Queuing theory is a collection of mathematical models of various queuing systems. It is based on probability concepts. It gives an indication of the capability of a

given system and the possible changes in its performance with modification to the system. All the constraints of the process are not taken into account in the formulation of a queuing model. The application of queuing theory cannot be viewed as an optimization process as there is no maximization or minimization of an objective function.

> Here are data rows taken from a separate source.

impl ser::Serializer for RecordSerializer {
    type Ok = Fields;
    type Error = Error;

    type SerializeSeq = ser::Impossible<Fields, Error>;
    type SerializeTuple = ser::Impossible<Fields, Error>;
    type SerializeTupleStruct = ser::Impossible<Fields, Error>;
    type SerializeTupleVariant = ser::Impossible<Fields, Error>;
    type SerializeMap = ser::Impossible<Fields, Error>;
    type SerializeStruct = RecordFields;
    type SerializeStructVariant = ser::Impossible<Fields, Error>;

    fn serialize_bool(self, _v: bool) -> Result<Fields> {
        Err(top_level("bool"))
    }

    fn serialize_i8(self, _v: i8) -> Result<Fields> {
        Err(top_level("integer"))
    }

    fn serialize_i16(self, _v: i16) -> Result<Fields> {
        Err(top_level("integer"))
    }

    fn serialize_i32(self, _v: i32) -> Result<Fields> {
        Err(top_level("integer"))
    }

    fn serialize_i64(self, _v: i64) -> Result<Fields> {
        Err(top_level("integer"))
    }

    fn serialize_u8(self, _v: u8) -> Result<Fields> {
        Err(top_level("integer"))
    }

    fn serialize_u16(self, _v: u16) -> Result<Fields> {
        Err(top_level("integer"))
    }

    fn serialize_u32(self, _v: u32) -> Result<Fields> {
        Err(top_level("integer"))
    }

    fn serialize_u64(self, _v: u64) -> Result<Fields> {
        Err(top_level("integer"))
    }

    fn serialize_f32(self, _v: f32) -> Result<Fields> {
        Err(top_level("float"))
    }

    fn serialize_f64(self, _v: f64) -> Result<Fields> {
        Err(top_level("float"))
    }

    fn serialize_char(self, _v: char) -> Result<Fields> {
        Err(top_level("char"))
    }

    fn serialize_str(self, _v: &str) -> Result<Fields> {
        Err(top_level("string"))
    }

    fn serialize_bytes(self, _v: &[u8]) -> Result<Fields> {
        Err(top_level("bytes"))
    }

    fn serialize_none(self) -> Result<Fields> {
        Err(top_level("none"))
    }

    fn serialize_some<T>(self, value: &T) -> Result<Fields>
    where
        T: ?Sized + Serialize,
    {
        value.serialize(self)
    }

    fn serialize_unit(self) -> Result<Fields> {
        Err(top_level("unit"))
    }

    fn serialize_unit_struct(self, _name: &'static str) -> Result<Fields> {
        Ok(Vec::new())
    }

    fn serialize_unit_variant(
        self,
        _name: &'static str,
        _variant_index: u32,
        _variant: &'static str,
    ) -> Result<Fields> {
        Err(top_level("enum"))
    }

    fn serialize_newtype_struct<T>(self, _name: &'static str, value: &T) -> Result<Fields>
    where
        T: ?Sized + Serialize,
    {
        value.serialize(self)
    }

    fn serialize_newtype_variant<T>(
        self,
        _name: &'static str,
        _variant_index: u32,
        _variant: &'static str,
        _value: &T,
    ) -> Result<Fields>
    where
        T: ?Sized + Serialize,
    {
        Err(top_level("enum"))
    }

    fn serialize_seq(self, _len: Option<usize>) -> Result<Self::SerializeSeq> {
        Err(top_level("sequence"))
    }

    fn serialize_tuple(self, _len: usize) -> Result<Self::SerializeTuple> {
        Err(top_level("tuple"))
    }

    fn serialize_tuple_struct(
        self,
        _name: &'static str,
        _len: usize,
    ) -> Result<Self::SerializeTupleStruct> {
        Err(top_level("tuple struct"))
    }

    fn serialize_tuple_variant(
        self,
        _name: &'static str,
        _variant_index: u32,
        _variant: &'static str,
        _len: usize,
    ) -> Result<Self::SerializeTupleVariant> {
        Err(top_level("enum"))
    }

    fn serialize_map(self, _len: Option<usize>) -> Result<Self::SerializeMap> {
        Err(top_level("map"))
    }

    fn serialize_struct(self, _name: &'static str, len: usize) -> Result<RecordFields> {
        Ok(RecordFields {
            fields: Vec::with_capacity(len),
        })
    }

    fn serialize_struct_variant(
        self,
        _name: &'static str,
        _variant_index: u32,
        _variant: &'static str,
        _len: usize,
    ) -> Result<Self::SerializeStructVariant> {
        Err(top_level("enum"))
    }
}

CONSTITUETS: Arrival pattern of customers can be regular as in case of an appointment system of a doctor or flow of components on a conveyor belt. The regular pattern of arrivals is neither very common nor

very easy to deal with mathematically.

Completely random arrivals: If the number of potential customers is infinitely large, then probability of an arrival in the next interval of time will not depend upon the number of customers already in the system. When the arrivals are completely random, they follow the Poisson distribution, which equals to the average number of arrivals per unit time. Sometimes it is necessary to distinguish between groups of customers, such as male and female callers, or large and small aircrafts during the arrivals.